The Beaver (Jodie Foster/2011) USA/100mins. *****
Mel Gibson puts his all into The Beaver – not just his left hand. His performance is a bold move for an actor not exactly enjoying an all-time career peak right now. I’ve never fully embraced Gibson on screen or off, but some amount of kudos should be directed his way for risking an added level of professional ridicule at this current point in his career. As a toy company executive who flies off the rails in unique fashion – depressed, Gibson’s Walter Black uses the titular puppet as a therapy aid after his wife (Foster) leaves him and everything goes downhill – he just about manages to hold it together, neither knowingly winking at the audience in a I-know-this-is-dumb manner or going for fully immersive Oscar-grabbing theatrics. Even so, the film is little more than a bland, meandering drama with an upfront narrative conceit that, however initially diverting, doesn’t entirely sustain two-thirds of its running time. As with Gibson, some kudos should perhaps go to Foster, who hasn’t directed a film in fifteen years – since 1995’s generic Thanksgiving comedy Home for the Holidays – and hasn’t acted in an entirely satisfying film in well over a decade. That she decides to make a return to filmmaking with an enervating tale so out-of-sync with much of today’s cinematic offerings is both, in lucrative terms, head-slap baffling and, creatively, admirably headstrong at the same time. But one does have to wonder if, at this stage in her career, she actually really cares too much about all that.
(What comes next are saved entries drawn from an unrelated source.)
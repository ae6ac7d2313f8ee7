//! Fire color ramp generation
//!
//! Produces the indexed palette the display device installs at startup:
//! black at index 0 rising through deep red, red, orange and yellow to
//! white-hot at the top index. Intensities in the fire buffer are used
//! directly as indices into this ramp, so the ramp length is always
//! `max_intensity + 1`.
//!
//! Channels are interpolated between gradient stops in linear light (through
//! the `sRGB` transfer function) so the ramp brightens smoothly instead of
//! banding in the dark reds, then quantized to the target DAC range.
//! The ramp is computed rather than stored as a literal table; it is
//! generated exactly once per run.

use serde::{Deserialize, Serialize};

/// One palette entry: a channel triple in DAC units.
#[derive(Debug, Clone, Copy, PartialEq, Eq, Serialize, Deserialize)]
pub struct Rgb {
    pub r: u8,
    pub g: u8,
    pub b: u8,
}

impl Rgb {
    pub const BLACK: Rgb = Rgb { r: 0, g: 0, b: 0 };

    pub fn new(r: u8, g: u8, b: u8) -> Self {
        Rgb { r, g, b }
    }

    /// Channel sum, the brightness proxy used by the monotonicity checks.
    pub fn brightness(self) -> u16 {
        u16::from(self.r) + u16::from(self.g) + u16::from(self.b)
    }
}

/// Dynamic range of the target device's color lookup table.
#[derive(Debug, Clone, Copy, PartialEq, Eq, Default, Serialize, Deserialize)]
pub enum DacDepth {
    /// VGA-style DAC, 6 bits per channel (0..=63).
    #[default]
    SixBit,
    /// Full 8 bits per channel (0..=255).
    EightBit,
}

impl DacDepth {
    /// Largest representable value per channel.
    pub fn channel_max(self) -> u8 {
        match self {
            DacDepth::SixBit => 63,
            DacDepth::EightBit => 255,
        }
    }
}

/// Gradient stops as (position, `sRGB` channels), positions over [0, 1].
///
/// Every channel is non-decreasing across the stop sequence, which is what
/// makes the generated ramp monotonic in brightness.
const STOPS: &[(f32, [f32; 3])] = &[
    (0.00, [0.00, 0.00, 0.00]), // black
    (0.15, [0.20, 0.00, 0.00]), // deep red
    (0.35, [0.80, 0.00, 0.00]), // red
    (0.55, [1.00, 0.35, 0.00]), // orange
    (0.75, [1.00, 0.75, 0.10]), // yellow
    (1.00, [1.00, 1.00, 1.00]), // white-hot
];

#[inline]
fn lerp(a: f32, b: f32, t: f32) -> f32 {
    a + (b - a) * t
}

#[inline]
fn srgb_to_linear(c: f32) -> f32 {
    if c <= 0.040_45 {
        c / 12.92
    } else {
        ((c + 0.055) / 1.055).powf(2.4)
    }
}

#[inline]
fn linear_to_srgb(c: f32) -> f32 {
    let c = c.clamp(0.0, 1.0);
    if c <= 0.003_130_8 {
        12.92 * c
    } else {
        1.055 * c.powf(1.0 / 2.4) - 0.055
    }
}

/// Sample the ramp at `t` in [0, 1], interpolating in linear light within
/// the segment that contains `t`.
fn sample(t: f32) -> [f32; 3] {
    let (first_pos, first_color) = STOPS[0];
    if t <= first_pos {
        return first_color;
    }
    let (last_pos, last_color) = STOPS[STOPS.len() - 1];
    if t >= last_pos {
        return last_color;
    }
    for pair in STOPS.windows(2) {
        let (p0, c0) = pair[0];
        let (p1, c1) = pair[1];
        if t <= p1 {
            let u = (t - p0) / (p1 - p0);
            let mut out = [0.0f32; 3];
            for ch in 0..3 {
                let lin = lerp(srgb_to_linear(c0[ch]), srgb_to_linear(c1[ch]), u);
                out[ch] = linear_to_srgb(lin);
            }
            return out;
        }
    }
    last_color
}

#[inline]
fn quantize(channel: f32, channel_max: f32) -> u8 {
    (channel.clamp(0.0, 1.0) * channel_max).round() as u8
}

/// Generate the fire ramp with `count` entries for the given DAC depth.
///
/// Guarantees: entry 0 is exact black, the final entry has every channel at
/// the DAC maximum, and [`Rgb::brightness`] is non-decreasing across
/// consecutive entries. Pure; called once at startup.
pub fn generate(count: usize, depth: DacDepth) -> Vec<Rgb> {
    let channel_max = f32::from(depth.channel_max());
    let divisor = count.saturating_sub(1).max(1) as f32;
    (0..count)
        .map(|i| {
            let t = i as f32 / divisor;
            let [r, g, b] = sample(t);
            Rgb::new(
                quantize(r, channel_max),
                quantize(g, channel_max),
                quantize(b, channel_max),
            )
        })
        .collect()
}
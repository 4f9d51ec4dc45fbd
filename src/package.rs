//! One registered package.
//!
//! A [`Package`] owns the front end's view of the package and four
//! registries (constants, type names, functions, signatures), a package doc
//! and a per-declaration doc index. It is built by the graph builder and is
//! read-only afterwards.

use std::collections::HashMap;
use std::fmt;
use std::path::{Path, PathBuf};
use std::sync::{Arc, OnceLock, RwLock, Weak};

use tracing::debug;

use pkgreg_core::doc::Doc;
use pkgreg_core::node::Ident;
use pkgreg_core::object::{Constant, Function, TypeName};
use pkgreg_core::position::{FileSet, Pos, Position};
use pkgreg_core::registry::Registry;
use pkgreg_core::types::{ModuleInfo, Symbol};
use pkgreg_core::wrap::Wrapper;

use crate::binder;
use crate::config::LoadConfig;
use crate::error::{GraphError, GraphResult};
use crate::frontend::syntax::SourceFile;
use crate::frontend::{Frontend, FrontendError, SourcePackage, TypeAndValue};
use crate::graph::Universe;
use crate::scan::{self, Sink};
use crate::signatures::{self, SignatureEntry};

/// A package with its declarations indexed.
pub struct Package {
    source: SourcePackage,
    fileset: Arc<FileSet>,
    doc: Option<Arc<Doc>>,
    docs: HashMap<Pos, Arc<Doc>>,
    constants: Registry<Constant>,
    typenames: Registry<TypeName>,
    functions: Registry<Function>,
    signatures: Registry<SignatureEntry>,
    universe: OnceLock<Weak<Universe>>,
    /// Memoized `package_by_path` results.
    imports: RwLock<HashMap<String, Weak<Package>>>,
    source_dir: OnceLock<Option<PathBuf>>,
}

impl fmt::Debug for Package {
    fn fmt(&self, f: &mut fmt::Formatter<'_>) -> fmt::Result {
        f.debug_struct("Package")
            .field("id", &self.source.id)
            .field("path", &self.source.path)
            .field("constants", &self.constants.len())
            .field("typenames", &self.typenames.len())
            .field("functions", &self.functions.len())
            .field("signatures", &self.signatures.len())
            .finish()
    }
}

impl Package {
    /// Scan a loaded package. Registries are left unfinalized.
    pub(crate) fn scan(source: SourcePackage, fileset: Arc<FileSet>) -> GraphResult<Package> {
        let mut package = Package {
            constants: Registry::new("const", Arc::clone(&fileset)),
            typenames: Registry::new("type", Arc::clone(&fileset)),
            functions: Registry::new("func", Arc::clone(&fileset)),
            signatures: Registry::new("signature", Arc::clone(&fileset)),
            fileset,
            doc: None,
            docs: HashMap::new(),
            universe: OnceLock::new(),
            imports: RwLock::new(HashMap::new()),
            source_dir: OnceLock::new(),
            source,
        };

        let sink = Sink {
            constants: &package.constants,
            typenames: &package.typenames,
            functions: &package.functions,
            signatures: &package.signatures,
        };
        let scanned = scan::scan_files(
            &package.source.path,
            &package.source.files,
            &package.source.info,
            &sink,
        )?;

        let bound = binder::bind_methods(
            &package.source.path,
            &package.fileset,
            &package.typenames,
            scanned.methods,
        );

        let files: Vec<&SourceFile> = package.source.files.iter().collect();
        let calls = signatures::collect_calls(&files, &package.signatures);

        let mut docs = HashMap::with_capacity(scanned.docs.len());
        for (pos, doc) in scanned.docs {
            docs.entry(pos).or_insert(doc);
        }
        package.docs = docs;
        package.doc = package_doc(&package.source.files);

        debug!(
            package = %package.source.path,
            constants = package.constants.len(),
            typenames = package.typenames.len(),
            functions = package.functions.len(),
            methods = bound,
            calls,
            "scanned package"
        );
        Ok(package)
    }

    /// Finalize every registry.
    pub(crate) fn init(&self) {
        self.constants.init();
        self.typenames.init();
        self.functions.init();
        self.signatures.init();
    }

    pub(crate) fn attach(&self, universe: Weak<Universe>) {
        let _ = self.universe.set(universe);
    }

    // ========================================================================
    // Identity
    // ========================================================================

    pub fn id(&self) -> &str {
        &self.source.id
    }

    /// Declared package name.
    pub fn name(&self) -> &str {
        &self.source.name
    }

    pub fn path(&self) -> &str {
        &self.source.path
    }

    /// Name for display, as resolved by the configured namer.
    pub fn display_name(&self, config: &LoadConfig) -> String {
        config.package_name(&self.source.id, &self.source.name)
    }

    pub fn module(&self) -> Option<&ModuleInfo> {
        self.source.module.as_ref()
    }

    /// The package as the front end delivered it.
    pub fn source(&self) -> &SourcePackage {
        &self.source
    }

    pub fn files(&self) -> &[SourceFile] {
        &self.source.files
    }

    pub fn fileset(&self) -> &Arc<FileSet> {
        &self.fileset
    }

    pub fn position(&self, pos: Pos) -> Option<Position> {
        self.fileset.position(pos)
    }

    /// Symbol declared by a defining identifier.
    pub fn object_of(&self, ident: &Ident) -> Option<&Symbol> {
        self.source.info.object_of(ident)
    }

    /// Directory holding the package's files.
    ///
    /// The module directory joined with the package path relative to the
    /// module path; the front end's directory when there is no module.
    pub fn source_dir(&self) -> Option<&Path> {
        self.source_dir
            .get_or_init(|| source_dir(&self.source))
            .as_deref()
    }

    // ========================================================================
    // Imports
    // ========================================================================

    /// Paths this package imports, sorted.
    pub fn imports(&self) -> impl Iterator<Item = &str> {
        self.source.imports.iter().map(String::as_str)
    }

    /// The imported package at `path`.
    ///
    /// Only declared imports resolve; any other path gives `None` even when
    /// the graph holds it.
    pub fn package_by_path(&self, path: &str) -> Option<Arc<Package>> {
        if !self.source.imports.contains(path) {
            return None;
        }
        let memo = self
            .imports
            .read()
            .expect("Package imports RwLock poisoned")
            .get(path)
            .and_then(Weak::upgrade);
        if memo.is_some() {
            return memo;
        }

        let universe = self.universe.get()?.upgrade()?;
        let package = Arc::clone(universe.packages.get(path)?);
        self.imports
            .write()
            .expect("Package imports RwLock poisoned")
            .insert(path.to_string(), Arc::downgrade(&package));
        Some(package)
    }

    /// `path.name` as a bare identifier, through the graph's wrapper.
    pub fn qualified_ident(&self, name: &str) -> Option<String> {
        let universe = self.universe.get()?.upgrade()?;
        Some(universe.wrapper.wrap(&format!("{}.{}", self.source.path, name)))
    }

    /// Evaluate `expr` in this package's scope at `pos` with `frontend`.
    ///
    /// Qualified references (`example.com/pkg.Name`) are wrapped into bare
    /// identifiers through the graph's wrapper before the front end sees the
    /// expression.
    pub fn eval<F>(&self, frontend: &F, pos: Pos, expr: &str) -> GraphResult<TypeAndValue>
    where
        F: Frontend + ?Sized,
    {
        let expr = expr.trim();
        let eval_error = |source: FrontendError| GraphError::Eval {
            package: self.path().to_string(),
            expr: expr.to_string(),
            source,
        };
        if expr.is_empty() {
            return Err(eval_error(FrontendError::eval(expr, "empty expression")));
        }

        let wrapped = match self.universe.get().and_then(Weak::upgrade) {
            Some(universe) => universe.wrapper.wrap_expr(expr),
            None => Wrapper::new().wrap_expr(expr),
        };
        frontend
            .eval(&self.source, pos, &wrapped)
            .map_err(eval_error)
    }

    // ========================================================================
    // Docs
    // ========================================================================

    /// Package documentation from the file headers.
    pub fn doc(&self) -> Option<&Arc<Doc>> {
        self.doc.as_ref()
    }

    /// Doc of the declaration or struct field at `pos`.
    pub fn doc_of(&self, pos: Pos) -> Option<&Arc<Doc>> {
        self.docs.get(&pos)
    }

    // ========================================================================
    // Registries
    // ========================================================================

    pub fn constants(&self) -> &Registry<Constant> {
        &self.constants
    }

    pub fn typenames(&self) -> &Registry<TypeName> {
        &self.typenames
    }

    /// Functions without a receiver. Methods hang off their type name.
    pub fn functions(&self) -> &Registry<Function> {
        &self.functions
    }

    pub fn signatures(&self) -> &Registry<SignatureEntry> {
        &self.signatures
    }

    pub fn require_constant(&self, name: &str) -> GraphResult<&Arc<Constant>> {
        self.constants
            .element_by_name(name)
            .ok_or_else(|| GraphError::not_found(self.path(), "constant", name))
    }

    pub fn require_typename(&self, name: &str) -> GraphResult<&Arc<TypeName>> {
        self.typenames
            .element_by_name(name)
            .ok_or_else(|| GraphError::not_found(self.path(), "type", name))
    }

    pub fn require_function(&self, name: &str) -> GraphResult<&Arc<Function>> {
        self.functions
            .element_by_name(name)
            .ok_or_else(|| GraphError::not_found(self.path(), "function", name))
    }
}

/// File headers merged in file name order.
fn package_doc(files: &[SourceFile]) -> Option<Arc<Doc>> {
    let mut files: Vec<&SourceFile> = files.iter().collect();
    files.sort_by(|a, b| a.name.cmp(&b.name));
    Doc::parse_in_order(files.into_iter().filter_map(|f| f.doc.as_ref())).map(Arc::new)
}

fn source_dir(source: &SourcePackage) -> Option<PathBuf> {
    let module = source.module.as_ref();
    let Some((module, dir)) = module.and_then(|m| m.dir.as_ref().map(|d| (m, d))) else {
        return source.dir.clone();
    };
    if source.path == module.path {
        return Some(dir.clone());
    }
    match source
        .path
        .strip_prefix(module.path.as_str())
        .and_then(|rest| rest.strip_prefix('/'))
    {
        Some(suffix) => Some(dir.join(suffix)),
        None => source.dir.clone(),
    }
}

#[cfg(test)]
mod tests {
    use super::*;

    fn source(path: &str, module: Option<ModuleInfo>, dir: Option<&str>) -> SourcePackage {
        let mut pkg = SourcePackage::new(path, path.rsplit('/').next().unwrap_or(path));
        pkg.module = module;
        pkg.dir = dir.map(PathBuf::from);
        pkg
    }

    mod source_dir_tests {
        use super::*;

        #[test]
        fn module_root_package() {
            let m = ModuleInfo::new("example.com/m").with_dir("/src/m");
            let pkg = source("example.com/m", Some(m), None);
            assert_eq!(source_dir(&pkg), Some(PathBuf::from("/src/m")));
        }

        #[test]
        fn nested_package_joins_suffix() {
            let m = ModuleInfo::new("example.com/m").with_dir("/src/m");
            let pkg = source("example.com/m/a/b", Some(m), None);
            assert_eq!(source_dir(&pkg), Some(PathBuf::from("/src/m/a/b")));
        }

        #[test]
        fn prefix_must_end_at_segment() {
            let m = ModuleInfo::new("example.com/m").with_dir("/src/m");
            let pkg = source("example.com/mx/a", Some(m), Some("/elsewhere"));
            assert_eq!(source_dir(&pkg), Some(PathBuf::from("/elsewhere")));
        }

        #[test]
        fn no_module_falls_back_to_front_end_dir() {
            let pkg = source("fmt", None, Some("/goroot/src/fmt"));
            assert_eq!(source_dir(&pkg), Some(PathBuf::from("/goroot/src/fmt")));
            assert_eq!(source_dir(&source("fmt", None, None)), None);
        }
    }

    mod scan_tests {
        use super::*;
        use pkgreg_core::node::{Comment, CommentGroup};
        use pkgreg_core::position::Span;

        fn headed_file(name: &str, base: u32, header: &str) -> SourceFile {
            let span = |a: u32, b: u32| Span::new(Pos(base + a), Pos(base + b));
            SourceFile {
                name: name.into(),
                span: span(0, 60),
                doc: Some(CommentGroup::new(vec![Comment::new(
                    header,
                    span(0, header.len() as u32),
                )])),
                package: Ident::new("a", span(40, 41)),
                decls: vec![],
            }
        }

        #[test]
        fn package_doc_follows_file_names() {
            // b.go sits earlier in the file set than a.go
            let files = [
                headed_file("b.go", 1, "// Second part."),
                headed_file("a.go", 100, "// First part."),
            ];
            let doc = package_doc(&files).unwrap();
            assert_eq!(doc.desc(), ["First part.", "Second part."]);
        }

        #[test]
        fn empty_package_has_no_docs() {
            let fset = Arc::new(FileSet::new());
            let pkg = Package::scan(source("m/a", None, None), fset).unwrap();
            pkg.init();
            assert!(pkg.doc().is_none());
            assert!(pkg.constants().is_empty());
            assert!(pkg.require_constant("X").unwrap_err().is_not_found());
        }

        #[test]
        fn imports_outside_a_graph_do_not_resolve() {
            let fset = Arc::new(FileSet::new());
            let mut src = source("m/a", None, None);
            src.imports.insert("m/b".into());
            let pkg = Package::scan(src, fset).unwrap();
            assert!(pkg.package_by_path("m/b").is_none());
            assert!(pkg.qualified_ident("X").is_none());
        }
    }
}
A relatively high-profile venture, The Beaver is such an uncommercial exercise for today’s mainstream movie arena – loaded-to-bursting, as it is, with Hangover-style tomfoolery and bolshy transforming exploditrons – that Foster's (and Gibson’s – they feel like a creative duo here) film could be read as either an attempt at fuck-it-all arthouse-indie crossover posturing, in the guise of a family-centred drama, or a late yet ill-judged stab at cinematic relevance from a pair of previously high-rolling stars grasping at something already well versed, and that neither have much concept of anymore. (An issue similarly affecting Tom Hanks with his recent triple-threat mishap Larry Crowne.) The familial concerns of the narrative – is Gibson’s Walter still a decent father despite his bonkers behaviour? – feel like so much second-hand American Beauty padding (woe-consumed teens and fragile, introverted parentage) that it rarely convinces as enough content to bolster the central premise of one man’s depressive mission to justify himself. The Beaver’s oddly infantile yet uninspired tone makes it slightly less than the idea of Sesame St. meets Magic.